Other organizations have plans, too. One wants to pitch a
tabernacle-style tent on the Mount; another wants to build a synagogue in one
of the corners of the platform.
Why? Because as Chaim
Richman, the director of the Temple Institute states in his Myth Buster video
series, “Buildings don’t fall down from
heaven.”
He
adds that “it’s a mitzvah to build the
Temple,” citing Exodus 23:8 and that Jews should be performing all 613
mitzvot, which requires a Temple.
He
also says that the Third Temple will “bring
the Light back into the world” that left the Temple Mount when the Lord’s
Divine Presence departed.
Moreover, he believes the
Temple will “reconnect all of creation
with one another.

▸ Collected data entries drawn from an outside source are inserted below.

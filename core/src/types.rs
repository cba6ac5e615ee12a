//! Domain models for the posts and users resources.
//!
//! # Design
//! Top-level fields are `Option` so a model can represent both a create
//! request (no `id` yet, optional sections left out) and a decoded response
//! that is missing a field. `None` is never serialized, and unknown response
//! fields are ignored on decode.

use serde::{Deserialize, Serialize};

#[derive(Debug, Clone, Default, PartialEq, Eq, Serialize, Deserialize)]
#[serde(rename_all = "camelCase")]
pub struct Post {
    #[serde(skip_serializing_if = "Option::is_none")]
    pub id: Option<u32>,
    #[serde(skip_serializing_if = "Option::is_none")]
    pub user_id: Option<u32>,
    #[serde(skip_serializing_if = "Option::is_none")]
    pub title: Option<String>,
    #[serde(skip_serializing_if = "Option::is_none")]
    pub body: Option<String>,
}

impl Post {
    /// Create-request literal: everything but the server-assigned id.
    pub fn new(user_id: u32, title: impl Into<String>, body: impl Into<String>) -> Self {
        Self {
            id: None,
            user_id: Some(user_id),
            title: Some(title.into()),
            body: Some(body.into()),
        }
    }

    /// A post is valid when it has an author, a non-blank title and a body.
    /// The body may be empty.
    pub fn is_valid(&self) -> bool {
        self.user_id.is_some()
            && self.title.as_deref().is_some_and(|t| !t.trim().is_empty())
            && self.body.is_some()
    }
}

#[derive(Debug, Clone, Default, PartialEq, Eq, Serialize, Deserialize)]
pub struct Geo {
    #[serde(default)]
    pub lat: String,
    #[serde(default)]
    pub lng: String,
}

#[derive(Debug, Clone, Default, PartialEq, Eq, Serialize, Deserialize)]
pub struct Address {
    #[serde(default)]
    pub street: String,
    #[serde(default)]
    pub suite: String,
    #[serde(default)]
    pub city: String,
    #[serde(default)]
    pub zipcode: String,
    #[serde(skip_serializing_if = "Option::is_none")]
    pub geo: Option<Geo>,
}

#[derive(Debug, Clone, Default, PartialEq, Eq, Serialize, Deserialize)]
#[serde(rename_all = "camelCase")]
pub struct Company {
    #[serde(default)]
    pub name: String,
    #[serde(default)]
    pub catch_phrase: String,
    #[serde(default)]
    pub bs: String,
}

#[derive(Debug, Clone, Default, PartialEq, Eq, Serialize, Deserialize)]
pub struct User {
    #[serde(skip_serializing_if = "Option::is_none")]
    pub id: Option<u32>,
    #[serde(skip_serializing_if = "Option::is_none")]
    pub name: Option<String>,
    #[serde(skip_serializing_if = "Option::is_none")]
    pub username: Option<String>,
    #[serde(skip_serializing_if = "Option::is_none")]
    pub email: Option<String>,
    #[serde(skip_serializing_if = "Option::is_none")]
    pub address: Option<Address>,
    #[serde(skip_serializing_if = "Option::is_none")]
    pub phone: Option<String>,
    #[serde(skip_serializing_if = "Option::is_none")]
    pub website: Option<String>,
    #[serde(skip_serializing_if = "Option::is_none")]
    pub company: Option<Company>,
}

impl User {
    /// Loose syntactic check: present, contains `@` and contains `.`.
    /// Not RFC validation; `"a.b@c"` passes.
    pub fn is_valid_email(&self) -> bool {
        self.email
            .as_deref()
            .is_some_and(|e| e.contains('@') && e.contains('.'))
    }
}

#[cfg(test)]
mod tests {
    use super::*;

    fn user_with_email(email: Option<&str>) -> User {
        User {
            email: email.map(str::to_string),
            ..User::default()
        }
    }

    #[test]
    fn email_validity_heuristic() {
        assert!(user_with_email(Some("test@example.com")).is_valid_email());
        assert!(!user_with_email(Some("not-an-email")).is_valid_email());
        assert!(!user_with_email(Some("user@localhost")).is_valid_email());
        assert!(!user_with_email(None).is_valid_email());
    }

    #[test]
    fn post_validity() {
        assert!(Post::new(1, "title", "body").is_valid());
        assert!(Post::new(1, "title", "").is_valid());
        assert!(!Post::new(1, "   ", "body").is_valid());

        let no_author = Post {
            user_id: None,
            ..Post::new(1, "title", "body")
        };
        assert!(!no_author.is_valid());

        let no_body = Post {
            body: None,
            ..Post::new(1, "title", "body")
        };
        assert!(!no_body.is_valid());
    }

    #[test]
    fn new_post_serializes_without_id() {
        let json = serde_json::to_value(Post::new(1, "t", "b")).unwrap();
        assert_eq!(json, serde_json::json!({"userId": 1, "title": "t", "body": "b"}));
    }

    #[test]
    fn post_ignores_unknown_fields() {
        let post: Post =
            serde_json::from_str(r#"{"id":1,"userId":2,"title":"t","body":"b","extra":[1]}"#).unwrap();
        assert_eq!(post.id, Some(1));
        assert_eq!(post.user_id, Some(2));
    }

    #[test]
    fn user_decodes_nested_records() {
        let raw = r#"{
            "id": 1,
            "name": "Leanne Graham",
            "username": "Bret",
            "email": "Sincere@april.biz",
            "address": {
                "street": "Kulas Light",
                "suite": "Apt. 556",
                "city": "Gwenborough",
                "zipcode": "92998-3874",
                "geo": {"lat": "-37.3159", "lng": "81.1496"}
            },
            "phone": "1-770-736-8031 x56442",
            "website": "hildegard.org",
            "company": {
                "name": "Romaguera-Crona",
                "catchPhrase": "Multi-layered client-server neural-net",
                "bs": "harness real-time e-markets"
            }
        }"#;
        let user: User = serde_json::from_str(raw).unwrap();
        let address = user.address.as_ref().unwrap();
        assert_eq!(address.city, "Gwenborough");
        assert_eq!(address.geo.as_ref().unwrap().lng, "81.1496");
        assert_eq!(
            user.company.as_ref().unwrap().catch_phrase,
            "Multi-layered client-server neural-net"
        );
        assert!(user.is_valid_email());
    }

    #[test]
    fn partial_user_omits_missing_sections() {
        let user = User {
            name: Some("John Doe".to_string()),
            email: Some("john.doe@example.com".to_string()),
            ..User::default()
        };
        let json = serde_json::to_value(&user).unwrap();
        assert!(json.get("address").is_none());
        assert!(json.get("id").is_none());
        assert_eq!(json["email"], "john.doe@example.com");
    }
}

It is the Holy Temple that enables all of humanity to engage
in direct dynamic relationship with God and provides the opportunity for every
individual to rise to our greatest potential.” (Temple
Institute YouTube: Myth Busters Part 1)
Daniel 9 and 11 as well as Brit Chadashah writings, however,
help us see that an alternate reality exists for the Temple.
Nevertheless, the ritual garments and vessels have been created.
Even the Golden Menorah - the
seven branched candelabra - has been crafted, along with Levitical musical
instruments, such as silver trumpets, lyres, and harps to worship the Lord,
just as King David did 3,000 years ago (1 Chronicles 23:5).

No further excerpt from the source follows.